Source information below:
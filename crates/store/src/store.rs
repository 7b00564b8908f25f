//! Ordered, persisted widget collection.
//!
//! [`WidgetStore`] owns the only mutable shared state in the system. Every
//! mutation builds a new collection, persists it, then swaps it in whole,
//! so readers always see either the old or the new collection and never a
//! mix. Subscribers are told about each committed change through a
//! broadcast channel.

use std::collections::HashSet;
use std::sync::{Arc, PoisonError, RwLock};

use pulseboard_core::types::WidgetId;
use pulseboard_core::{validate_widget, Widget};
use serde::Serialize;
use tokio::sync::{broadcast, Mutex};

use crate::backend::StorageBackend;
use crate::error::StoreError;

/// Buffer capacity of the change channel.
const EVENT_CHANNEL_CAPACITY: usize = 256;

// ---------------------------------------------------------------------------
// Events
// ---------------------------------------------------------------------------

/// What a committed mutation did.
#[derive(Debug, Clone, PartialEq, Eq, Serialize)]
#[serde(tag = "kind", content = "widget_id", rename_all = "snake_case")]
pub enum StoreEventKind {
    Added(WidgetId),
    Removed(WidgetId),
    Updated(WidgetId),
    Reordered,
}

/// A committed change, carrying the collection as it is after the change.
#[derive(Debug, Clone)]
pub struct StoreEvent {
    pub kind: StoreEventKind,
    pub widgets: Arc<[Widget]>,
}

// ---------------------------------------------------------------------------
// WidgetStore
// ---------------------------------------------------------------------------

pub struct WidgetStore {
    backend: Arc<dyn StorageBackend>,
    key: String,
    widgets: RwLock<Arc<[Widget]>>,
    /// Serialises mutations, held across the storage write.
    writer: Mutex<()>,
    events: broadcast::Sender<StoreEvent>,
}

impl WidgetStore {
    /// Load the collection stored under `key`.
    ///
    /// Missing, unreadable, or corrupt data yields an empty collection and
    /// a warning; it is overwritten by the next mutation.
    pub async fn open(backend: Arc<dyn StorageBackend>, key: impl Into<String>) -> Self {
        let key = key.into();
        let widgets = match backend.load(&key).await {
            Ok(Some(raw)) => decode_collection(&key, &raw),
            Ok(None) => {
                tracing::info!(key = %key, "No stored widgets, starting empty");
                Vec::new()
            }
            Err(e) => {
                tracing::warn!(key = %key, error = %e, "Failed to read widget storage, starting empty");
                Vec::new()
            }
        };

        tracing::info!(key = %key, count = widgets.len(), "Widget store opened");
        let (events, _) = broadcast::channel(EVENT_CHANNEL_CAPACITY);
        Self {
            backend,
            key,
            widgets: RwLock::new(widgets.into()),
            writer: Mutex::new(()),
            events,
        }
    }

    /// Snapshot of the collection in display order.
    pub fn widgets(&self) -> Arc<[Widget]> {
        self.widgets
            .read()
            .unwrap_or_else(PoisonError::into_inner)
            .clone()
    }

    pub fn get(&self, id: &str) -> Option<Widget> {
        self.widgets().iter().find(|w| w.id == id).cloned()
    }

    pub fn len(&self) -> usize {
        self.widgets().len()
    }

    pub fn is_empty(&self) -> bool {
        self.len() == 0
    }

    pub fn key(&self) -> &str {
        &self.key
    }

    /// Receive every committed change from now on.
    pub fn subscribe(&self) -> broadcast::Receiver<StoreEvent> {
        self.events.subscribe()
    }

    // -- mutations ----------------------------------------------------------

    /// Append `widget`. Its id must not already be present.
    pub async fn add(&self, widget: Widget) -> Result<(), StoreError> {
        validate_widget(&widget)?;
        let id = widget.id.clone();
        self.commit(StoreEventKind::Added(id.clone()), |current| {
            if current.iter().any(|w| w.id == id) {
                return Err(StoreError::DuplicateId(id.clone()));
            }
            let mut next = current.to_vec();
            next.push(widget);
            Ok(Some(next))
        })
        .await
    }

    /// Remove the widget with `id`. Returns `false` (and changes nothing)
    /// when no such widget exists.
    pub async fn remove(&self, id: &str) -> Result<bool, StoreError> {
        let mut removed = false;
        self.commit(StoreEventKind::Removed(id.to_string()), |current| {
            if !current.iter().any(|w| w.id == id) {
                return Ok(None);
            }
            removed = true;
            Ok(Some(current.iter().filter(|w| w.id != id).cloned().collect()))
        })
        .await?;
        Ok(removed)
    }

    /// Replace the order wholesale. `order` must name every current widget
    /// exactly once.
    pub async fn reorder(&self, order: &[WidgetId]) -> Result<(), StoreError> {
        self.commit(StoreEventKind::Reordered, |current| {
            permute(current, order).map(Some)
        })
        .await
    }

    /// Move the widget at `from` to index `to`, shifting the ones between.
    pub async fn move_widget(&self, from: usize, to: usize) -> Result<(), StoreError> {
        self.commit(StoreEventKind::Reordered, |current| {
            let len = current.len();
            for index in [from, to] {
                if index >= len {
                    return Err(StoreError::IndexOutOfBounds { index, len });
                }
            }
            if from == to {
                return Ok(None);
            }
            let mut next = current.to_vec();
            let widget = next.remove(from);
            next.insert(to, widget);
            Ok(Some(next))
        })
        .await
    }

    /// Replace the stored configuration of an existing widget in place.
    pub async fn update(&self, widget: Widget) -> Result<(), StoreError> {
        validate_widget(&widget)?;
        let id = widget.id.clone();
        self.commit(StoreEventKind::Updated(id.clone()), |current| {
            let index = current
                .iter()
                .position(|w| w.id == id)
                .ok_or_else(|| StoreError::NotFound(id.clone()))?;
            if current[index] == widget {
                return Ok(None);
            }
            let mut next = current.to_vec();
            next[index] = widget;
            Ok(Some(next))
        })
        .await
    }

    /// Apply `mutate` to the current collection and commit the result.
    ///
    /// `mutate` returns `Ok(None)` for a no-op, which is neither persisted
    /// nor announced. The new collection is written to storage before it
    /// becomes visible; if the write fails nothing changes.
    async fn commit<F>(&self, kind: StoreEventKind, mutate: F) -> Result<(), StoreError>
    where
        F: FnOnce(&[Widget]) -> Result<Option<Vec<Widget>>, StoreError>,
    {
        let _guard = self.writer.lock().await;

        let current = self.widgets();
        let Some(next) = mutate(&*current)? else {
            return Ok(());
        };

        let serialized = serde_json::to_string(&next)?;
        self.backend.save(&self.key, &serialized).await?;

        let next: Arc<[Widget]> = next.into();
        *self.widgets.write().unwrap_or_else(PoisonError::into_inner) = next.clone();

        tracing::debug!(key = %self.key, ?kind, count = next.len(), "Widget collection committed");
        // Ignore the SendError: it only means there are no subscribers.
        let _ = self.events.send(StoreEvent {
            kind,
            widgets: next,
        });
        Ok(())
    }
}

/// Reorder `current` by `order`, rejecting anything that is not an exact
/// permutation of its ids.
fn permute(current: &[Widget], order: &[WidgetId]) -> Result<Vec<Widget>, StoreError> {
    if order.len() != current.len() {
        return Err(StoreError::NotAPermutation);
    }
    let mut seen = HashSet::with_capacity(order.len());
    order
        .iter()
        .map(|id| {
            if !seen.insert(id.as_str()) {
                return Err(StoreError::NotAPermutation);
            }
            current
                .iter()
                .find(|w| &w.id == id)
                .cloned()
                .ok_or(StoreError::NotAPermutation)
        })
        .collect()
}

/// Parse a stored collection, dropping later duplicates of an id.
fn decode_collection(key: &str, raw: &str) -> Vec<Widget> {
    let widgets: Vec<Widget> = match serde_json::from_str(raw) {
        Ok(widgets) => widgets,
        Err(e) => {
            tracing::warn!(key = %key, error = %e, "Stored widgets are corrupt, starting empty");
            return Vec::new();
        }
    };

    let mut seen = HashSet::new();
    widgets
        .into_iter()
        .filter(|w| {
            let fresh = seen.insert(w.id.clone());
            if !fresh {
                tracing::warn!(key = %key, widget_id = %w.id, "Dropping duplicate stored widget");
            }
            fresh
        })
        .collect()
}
End of Source information.
Source information below:
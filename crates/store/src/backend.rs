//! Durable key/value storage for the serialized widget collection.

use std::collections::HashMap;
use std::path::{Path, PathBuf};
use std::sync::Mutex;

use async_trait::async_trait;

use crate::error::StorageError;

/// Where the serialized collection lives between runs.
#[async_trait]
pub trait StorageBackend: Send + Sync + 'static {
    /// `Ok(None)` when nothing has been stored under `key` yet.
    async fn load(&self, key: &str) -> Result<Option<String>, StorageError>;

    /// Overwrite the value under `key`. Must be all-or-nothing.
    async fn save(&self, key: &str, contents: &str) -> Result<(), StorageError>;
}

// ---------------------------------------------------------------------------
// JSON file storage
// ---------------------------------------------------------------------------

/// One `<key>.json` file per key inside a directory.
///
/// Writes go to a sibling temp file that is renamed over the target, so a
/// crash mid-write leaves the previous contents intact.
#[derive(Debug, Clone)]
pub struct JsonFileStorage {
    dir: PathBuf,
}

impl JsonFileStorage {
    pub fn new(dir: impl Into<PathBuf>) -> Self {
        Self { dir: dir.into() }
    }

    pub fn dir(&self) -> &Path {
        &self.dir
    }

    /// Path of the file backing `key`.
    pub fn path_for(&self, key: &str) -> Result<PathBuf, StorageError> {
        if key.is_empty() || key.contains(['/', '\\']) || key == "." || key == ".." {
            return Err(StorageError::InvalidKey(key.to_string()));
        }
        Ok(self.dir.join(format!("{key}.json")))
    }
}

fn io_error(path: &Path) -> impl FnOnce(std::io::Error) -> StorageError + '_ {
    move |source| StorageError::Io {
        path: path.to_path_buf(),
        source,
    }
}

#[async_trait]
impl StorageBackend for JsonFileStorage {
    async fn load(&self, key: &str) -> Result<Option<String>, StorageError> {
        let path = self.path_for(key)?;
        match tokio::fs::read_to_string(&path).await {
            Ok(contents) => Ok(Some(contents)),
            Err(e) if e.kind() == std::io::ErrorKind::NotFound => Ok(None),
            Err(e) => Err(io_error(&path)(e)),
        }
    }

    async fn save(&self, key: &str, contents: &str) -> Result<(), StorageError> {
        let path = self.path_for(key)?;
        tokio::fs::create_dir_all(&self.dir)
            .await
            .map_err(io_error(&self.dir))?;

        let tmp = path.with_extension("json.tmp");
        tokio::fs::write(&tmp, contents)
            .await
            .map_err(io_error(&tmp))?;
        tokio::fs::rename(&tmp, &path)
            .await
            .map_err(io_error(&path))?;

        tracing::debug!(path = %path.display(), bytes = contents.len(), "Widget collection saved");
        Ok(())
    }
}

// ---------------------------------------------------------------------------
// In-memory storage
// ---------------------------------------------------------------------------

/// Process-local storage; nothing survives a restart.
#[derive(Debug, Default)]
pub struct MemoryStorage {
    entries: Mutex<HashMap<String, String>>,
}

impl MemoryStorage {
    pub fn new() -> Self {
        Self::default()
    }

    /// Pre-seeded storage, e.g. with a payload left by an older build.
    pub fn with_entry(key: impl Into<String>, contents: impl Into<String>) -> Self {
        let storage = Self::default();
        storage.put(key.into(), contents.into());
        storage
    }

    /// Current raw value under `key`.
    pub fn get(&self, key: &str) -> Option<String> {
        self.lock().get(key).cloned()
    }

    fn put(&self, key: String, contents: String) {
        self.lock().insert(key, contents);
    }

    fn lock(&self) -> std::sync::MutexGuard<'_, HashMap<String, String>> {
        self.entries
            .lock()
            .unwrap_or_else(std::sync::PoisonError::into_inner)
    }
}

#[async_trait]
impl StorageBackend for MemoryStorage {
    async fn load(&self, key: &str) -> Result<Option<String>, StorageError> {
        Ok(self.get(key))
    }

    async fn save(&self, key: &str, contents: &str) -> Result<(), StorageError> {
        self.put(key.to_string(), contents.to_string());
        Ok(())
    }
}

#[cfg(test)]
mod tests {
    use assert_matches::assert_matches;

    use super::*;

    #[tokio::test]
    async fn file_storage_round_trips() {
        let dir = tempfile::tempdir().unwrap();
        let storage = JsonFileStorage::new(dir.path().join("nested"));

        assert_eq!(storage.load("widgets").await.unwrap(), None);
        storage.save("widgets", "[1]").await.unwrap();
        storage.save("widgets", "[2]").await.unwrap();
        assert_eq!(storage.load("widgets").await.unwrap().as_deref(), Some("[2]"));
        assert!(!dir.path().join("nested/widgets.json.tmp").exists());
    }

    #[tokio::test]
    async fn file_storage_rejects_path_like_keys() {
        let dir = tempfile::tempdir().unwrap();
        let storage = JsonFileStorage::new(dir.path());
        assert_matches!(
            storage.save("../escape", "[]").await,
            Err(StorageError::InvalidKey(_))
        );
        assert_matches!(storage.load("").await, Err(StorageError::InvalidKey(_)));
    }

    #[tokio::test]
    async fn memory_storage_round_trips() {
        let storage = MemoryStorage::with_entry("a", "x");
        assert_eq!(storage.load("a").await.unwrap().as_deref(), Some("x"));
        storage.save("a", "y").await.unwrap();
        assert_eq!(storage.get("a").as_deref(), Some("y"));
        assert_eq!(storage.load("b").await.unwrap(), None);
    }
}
End of Source information.
Source information below:
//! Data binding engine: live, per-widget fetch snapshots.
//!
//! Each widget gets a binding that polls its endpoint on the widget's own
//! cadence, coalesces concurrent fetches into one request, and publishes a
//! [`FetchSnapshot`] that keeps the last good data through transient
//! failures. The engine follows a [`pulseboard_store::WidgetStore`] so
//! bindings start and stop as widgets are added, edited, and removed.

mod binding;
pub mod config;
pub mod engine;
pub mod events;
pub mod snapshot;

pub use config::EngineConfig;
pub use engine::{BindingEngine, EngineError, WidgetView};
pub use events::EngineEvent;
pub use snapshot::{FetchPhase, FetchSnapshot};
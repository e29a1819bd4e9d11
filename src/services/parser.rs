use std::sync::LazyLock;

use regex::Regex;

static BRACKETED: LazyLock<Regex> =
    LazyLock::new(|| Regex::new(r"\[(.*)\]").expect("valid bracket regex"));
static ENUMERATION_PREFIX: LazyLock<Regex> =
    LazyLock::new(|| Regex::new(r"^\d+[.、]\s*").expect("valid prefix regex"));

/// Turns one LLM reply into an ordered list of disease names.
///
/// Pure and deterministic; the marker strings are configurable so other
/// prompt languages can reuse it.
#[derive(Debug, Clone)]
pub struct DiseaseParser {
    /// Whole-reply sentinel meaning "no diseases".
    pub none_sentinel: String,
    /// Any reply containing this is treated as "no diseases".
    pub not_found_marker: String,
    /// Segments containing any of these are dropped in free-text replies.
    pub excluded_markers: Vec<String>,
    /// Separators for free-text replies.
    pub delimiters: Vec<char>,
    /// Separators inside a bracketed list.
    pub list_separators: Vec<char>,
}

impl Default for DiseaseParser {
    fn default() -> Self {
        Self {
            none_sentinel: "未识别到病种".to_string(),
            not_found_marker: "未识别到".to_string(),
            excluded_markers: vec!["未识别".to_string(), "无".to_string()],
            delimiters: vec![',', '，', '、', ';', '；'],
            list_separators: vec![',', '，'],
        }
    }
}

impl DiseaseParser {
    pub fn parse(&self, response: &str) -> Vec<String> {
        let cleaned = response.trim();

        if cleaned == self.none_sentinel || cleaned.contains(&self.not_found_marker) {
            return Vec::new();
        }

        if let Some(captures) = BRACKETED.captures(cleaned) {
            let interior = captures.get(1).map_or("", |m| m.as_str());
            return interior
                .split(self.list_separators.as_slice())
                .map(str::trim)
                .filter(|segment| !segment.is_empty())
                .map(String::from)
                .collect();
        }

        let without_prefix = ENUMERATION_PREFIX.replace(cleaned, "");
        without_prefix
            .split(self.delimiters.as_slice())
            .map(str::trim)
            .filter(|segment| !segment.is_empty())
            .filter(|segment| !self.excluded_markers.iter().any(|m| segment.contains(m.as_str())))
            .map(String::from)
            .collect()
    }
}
End of Source information.
__Problem details__: Could you reproduce, exactly, every line above from the line with "filename crates/store/src/store.rs" to the line with "use crate::error::StoreError;", and no other line? Both ends count.

__Response below__:
filename crates/store/src/store.rs
repository 7b00564b8908f25f
//! Ordered, persisted widget collection.
//!
//! [`WidgetStore`] owns the only mutable shared state in the system. Every
//! mutation builds a new collection, persists it, then swaps it in whole,
//! so readers always see either the old or the new collection and never a
//! mix. Subscribers are told about each committed change through a
//! broadcast channel.

use std::collections::HashSet;
use std::sync::{Arc, PoisonError, RwLock};

use pulseboard_core::types::WidgetId;
use pulseboard_core::{validate_widget, Widget};
use serde::Serialize;
use tokio::sync::{broadcast, Mutex};

use crate::backend::StorageBackend;
use crate::error::StoreError;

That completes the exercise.